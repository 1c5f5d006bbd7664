//! Entitlement state and the error kinds it can carry.

use serde::{Deserialize, Serialize};
use std::fmt;

/// Reason code carried by [`LicenseState::ActivationFailed`].
///
/// This is the serializable, presentation-facing classification of a
/// failure. Richer error values live in the licensing crate and map onto
/// these kinds.
#[derive(Debug, Clone, Copy, PartialEq, Eq, Hash, Serialize, Deserialize)]
#[serde(rename_all = "snake_case")]
pub enum ErrorKind {
    /// Transport failure or timeout. Retryable.
    NetworkError,
    /// The key was rejected, or the server response could not be understood.
    ValidationFailed,
    /// The server rejected the activation for a reason other than the limit.
    ActivationFailed,
    /// The key already has its maximum number of live activations.
    ActivationLimitReached,
    /// Informational: the key is valid without a device activation.
    ActivationNotRequired,
}

impl ErrorKind {
    /// Returns true if retrying the same request may succeed.
    #[must_use]
    pub fn is_retryable(&self) -> bool {
        matches!(self, Self::NetworkError)
    }

    /// Returns true if this kind represents an actual failure.
    #[must_use]
    pub fn is_failure(&self) -> bool {
        !matches!(self, Self::ActivationNotRequired)
    }
}

impl fmt::Display for ErrorKind {
    fn fmt(&self, f: &mut fmt::Formatter<'_>) -> fmt::Result {
        let s = match self {
            Self::NetworkError => "network error",
            Self::ValidationFailed => "validation failed",
            Self::ActivationFailed => "activation failed",
            Self::ActivationLimitReached => "activation limit reached",
            Self::ActivationNotRequired => "activation not required",
        };
        f.write_str(s)
    }
}

/// The resolved answer to "may this installation use the application now".
#[derive(Debug, Clone, PartialEq, Eq, Serialize, Deserialize)]
#[serde(tag = "state", rename_all = "snake_case")]
pub enum LicenseState {
    /// No license; the trial window is still open.
    TrialActive {
        /// Whole days left in the trial.
        days_remaining: u32,
    },
    /// No license and the trial window has closed.
    TrialExpired,
    /// A check or activation request is in flight.
    Validating,
    /// A license key is in effect on this device.
    Licensed {
        /// Server activation id, absent for licenses that need no activation.
        activation_id: Option<String>,
        /// Maximum concurrent devices for the key; 0 when not tracked.
        activations_limit: u32,
    },
    /// The last submission failed. Cleared by acknowledgement.
    ActivationFailed {
        /// Why the submission failed.
        reason: ErrorKind,
    },
}

impl LicenseState {
    /// Returns true if the application may be used in this state.
    #[must_use]
    pub fn can_use_app(&self) -> bool {
        matches!(self, Self::TrialActive { .. } | Self::Licensed { .. })
    }

    /// Returns true for `Licensed`.
    #[must_use]
    pub fn is_licensed(&self) -> bool {
        matches!(self, Self::Licensed { .. })
    }

    /// Returns true for the short-lived `Validating` and `ActivationFailed`
    /// states, which never survive a restart.
    #[must_use]
    pub fn is_transient(&self) -> bool {
        matches!(self, Self::Validating | Self::ActivationFailed { .. })
    }

    /// Days left in the trial, or `None` outside the trial states.
    #[must_use]
    pub fn trial_days_remaining(&self) -> Option<u32> {
        match self {
            Self::TrialActive { days_remaining } => Some(*days_remaining),
            Self::TrialExpired => Some(0),
            _ => None,
        }
    }
}

impl fmt::Display for LicenseState {
    fn fmt(&self, f: &mut fmt::Formatter<'_>) -> fmt::Result {
        match self {
            Self::TrialActive { days_remaining: 1 } => write!(f, "trial (1 day remaining)"),
            Self::TrialActive { days_remaining } => {
                write!(f, "trial ({days_remaining} days remaining)")
            }
            Self::TrialExpired => write!(f, "trial expired"),
            Self::Validating => write!(f, "validating"),
            Self::Licensed {
                activations_limit: 0,
                ..
            } => write!(f, "licensed"),
            Self::Licensed {
                activations_limit, ..
            } => write!(f, "licensed (up to {activations_limit} devices)"),
            Self::ActivationFailed { reason } => write!(f, "activation failed: {reason}"),
        }
    }
}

◆ ◆ ◆ ◆ ◆ ◆ ◆

### TASK ITEM
Check how many lines in the entries contain "bool", and reply with that number alone.

### ANSWER TO THIS TASK
5